WHAT THE TASK ASKS.
Go through the listing below and list every line with "Ordering".

DATA SUPPLIED.

#[cfg(test)]
mod tests {
    use super::*;
    use crate::core::{LogEntry, LogEntryValue, Result, ValueSet, INTERNAL_TAG};
    use std::sync::atomic::{AtomicUsize, Ordering};

    struct NamedWriter {
        name: String,
        values: ValueSet,
    }

    impl Writer for NamedWriter {
        fn required_values(&self) -> ValueSet {
            self.values
        }
        fn write(&self, _entry: &LogEntry) -> Result<()> {
            Ok(())
        }
        fn flush(&self) -> Result<()> {
            Ok(())
        }
        fn close(&self) -> Result<()> {
            Ok(())
        }
        fn name(&self) -> &str {
            &self.name
        }
    }

    fn registry(created: Arc<AtomicUsize>) -> Arc<WriterRegistry> {
        Arc::new(WriterRegistry::new().with("named", move |config, _| {
            created.fetch_add(1, Ordering::SeqCst);
            let values = if config.get("class").is_some() {
                ValueSet::of(&[LogEntryValue::Message, LogEntryValue::Class])
            } else {
                ValueSet::of(&[LogEntryValue::Message])
            };
            Ok(Arc::new(NamedWriter {
                name: config.get("name").unwrap_or("unnamed").to_string(),
                values,
            }) as Arc<dyn Writer>)
        }))
    }

    fn parse(configuration: &Configuration) -> (LoggingConfiguration, Arc<AtomicUsize>) {
        let created = Arc::new(AtomicUsize::new(0));
        let parsed = LoggingConfigurationParser::new(
            configuration,
            registry(Arc::clone(&created)),
            InternalLogger::capturing(),
        )
        .parse();
        (parsed, created)
    }

    fn names(repository: &WriterRepository) -> Vec<String> {
        let mut names: Vec<_> = repository.all_writers().map(|w| w.name().to_string()).collect();
        names.sort_unstable();
        names
    }

    #[test]
    fn test_reduce_name() {
        assert_eq!(reduce_name("com.example.Foo"), "com.example");
        assert_eq!(reduce_name("com.example.Foo$Inner"), "com.example.Foo");
        assert_eq!(reduce_name("app::db::pool"), "app::db");
        assert_eq!(reduce_name("app"), "");
        assert_eq!(reduce_name(""), "");
    }

    #[test]
    fn test_split_qualified_name() {
        assert_eq!(split_qualified_name("app::db::Pool"), ("app::db", "Pool"));
        assert_eq!(split_qualified_name("com.example.Foo"), ("com.example", "Foo"));
        assert_eq!(split_qualified_name("Main"), ("", "Main"));
    }

    #[test]
    fn test_global_level_with_package_override() {
        let config = Configuration::new()
            .with("level", "warn")
            .with("level@app::db", "debug")
            .with("writer", "named");
        let (parsed, _) = parse(&config);

        let db = parsed.level_configuration("app::db::pool");
        assert_eq!(db.level(UNTAGGED), Level::Debug);

        let other = parsed.level_configuration("app::ui");
        assert_eq!(other.level(UNTAGGED), Level::Warn);

        assert!(parsed.get_writers(UNTAGGED, Level::Trace).is_empty());
        assert_eq!(names(parsed.get_writers(UNTAGGED, Level::Debug)), vec!["unnamed"]);
        assert_eq!(names(parsed.get_writers(UNTAGGED, Level::Error)), vec!["unnamed"]);
    }

    #[test]
    fn test_single_root_configuration_is_used_for_every_location() {
        let config = Configuration::new().with("level", "info").with("writer", "named");
        let (parsed, _) = parse(&config);
        assert_eq!(parsed.level_configuration("anything::at::all").level(UNTAGGED), Level::Info);
        assert_eq!(parsed.level_configuration("").level(UNTAGGED), Level::Info);
    }

    #[test]
    fn test_writer_joins_buckets_at_or_above_its_level() {
        let config = Configuration::new()
            .with("writer1.type", "named")
            .with("writer1.name", "verbose")
            .with("writer2.type", "named")
            .with("writer2.name", "quiet")
            .with("writer2.level", "warn");
        let (parsed, created) = parse(&config);

        assert_eq!(names(parsed.get_writers(UNTAGGED, Level::Info)), vec!["verbose"]);
        assert_eq!(
            names(parsed.get_writers(UNTAGGED, Level::Warn)),
            vec!["quiet", "verbose"]
        );
        assert_eq!(created.load(Ordering::SeqCst), 2);
        assert_eq!(parsed.all_writers().len(), 2);
    }

    #[test]
    fn test_levels_are_tightened_to_writer_levels() {
        let config = Configuration::new()
            .with("level", "trace")
            .with("writer.type", "named")
            .with("writer.level", "info");
        let (parsed, _) = parse(&config);

        let levels = parsed.level_configuration("");
        assert_eq!(levels.level(UNTAGGED), Level::Info);
        assert_eq!(levels.level(DEFAULT_TAGGED), Level::Info);
    }

    #[test]
    fn test_no_writer_for_tag_turns_level_off() {
        let config = Configuration::new()
            .with("level", "info")
            .with("writer.type", "named")
            .with("writer.tag", "db");
        let (parsed, _) = parse(&config);

        let levels = parsed.level_configuration("");
        assert_eq!(levels.level(UNTAGGED), Level::Off);
        assert_eq!(levels.level(DEFAULT_TAGGED), Level::Off);
        assert!(parsed.get_writers("db", Level::Info).all_writers().count() == 1);
    }

    #[test]
    fn test_tag_known_only_to_a_writer_stays_enabled() {
        let config = Configuration::new()
            .with("level", "info")
            .with("writer.type", "named")
            .with("writer.tag", "db");
        let (parsed, _) = parse(&config);

        let levels = parsed.level_configuration("app::db");
        assert_eq!(levels.level("db"), Level::Info);
        assert_eq!(levels.level("net"), Level::Off);
    }

    #[test]
    fn test_unknown_tag_falls_back_to_default_tagged_writers() {
        let config = Configuration::new()
            .with("writer1.type", "named")
            .with("writer1.name", "tagged")
            .with("writer1.tag", "+")
            .with("writer2.type", "named")
            .with("writer2.name", "untagged")
            .with("writer2.tag", "-");
        let (parsed, _) = parse(&config);

        assert_eq!(names(parsed.get_writers("never-seen", Level::Info)), vec!["tagged"]);
        assert_eq!(names(parsed.get_writers(UNTAGGED, Level::Info)), vec!["untagged"]);
    }

    #[test]
    fn test_default_writer_when_no_block_is_configured() {
        let parsed = LoggingConfigurationParser::new(
            &Configuration::new(),
            Arc::new(WriterRegistry::default()),
            InternalLogger::capturing(),
        )
        .parse();

        assert_eq!(parsed.all_writers().len(), 1);
        assert_eq!(parsed.all_writers()[0].name(), "console");
    }

    #[test]
    fn test_nothing_is_created_for_disabled_levels() {
        let config = Configuration::new()
            .with("level", "off")
            .with("writer", "named");
        let (parsed, created) = parse(&config);

        assert_eq!(created.load(Ordering::SeqCst), 0);
        assert!(parsed.all_writers().is_empty());
        assert!(parsed.get_writers(UNTAGGED, Level::Error).is_empty());
    }

    #[test]
    fn test_internal_tag_is_enabled_for_warnings() {
        let config = Configuration::new()
            .with("level", "error@-")
            .with("writer", "named");
        let (parsed, _) = parse(&config);

        let levels = parsed.level_configuration("");
        assert_eq!(levels.level(INTERNAL_TAG), Level::Warn);
        assert!(parsed.get_writers(INTERNAL_TAG, Level::Info).is_empty());
        assert!(!parsed.get_writers(INTERNAL_TAG, Level::Warn).is_empty());
    }

    #[test]
    fn test_required_values_are_merged_per_bucket() {
        let config = Configuration::new()
            .with("writer1.type", "named")
            .with("writer2.type", "named")
            .with("writer2.class", "yes")
            .with("writer2.level", "error");
        let (parsed, _) = parse(&config);

        let info = parsed.get_writers(UNTAGGED, Level::Info).required_values();
        assert!(!info.contains(LogEntryValue::Class));

        let error = parsed.get_writers(UNTAGGED, Level::Error).required_values();
        assert!(error.contains(LogEntryValue::Class));
        assert!(error.contains(LogEntryValue::Message));
    }

    #[test]
    fn test_async_writers_are_collected() {
        let config = Configuration::new()
            .with("writingthread", "true")
            .with("writer1.type", "named")
            .with("writer2.type", "named")
            .with("writer2.async", "false");
        let (parsed, _) = parse(&config);

        assert!(parsed.has_async_writers());
        assert_eq!(parsed.async_writers().len(), 1);
        assert_eq!(parsed.sync_writers().len(), 1);
        assert_eq!(parsed.all_writers().len(), 2);

        let repository = parsed.get_writers(UNTAGGED, Level::Info);
        assert_eq!(repository.sync_writers().len(), 1);
        assert_eq!(repository.async_writers().len(), 1);
    }
}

RESPONSE TO THE EXERCISE.
    use std::sync::atomic::{AtomicUsize, Ordering};
            created.fetch_add(1, Ordering::SeqCst);
        assert_eq!(created.load(Ordering::SeqCst), 2);
        assert_eq!(created.load(Ordering::SeqCst), 0);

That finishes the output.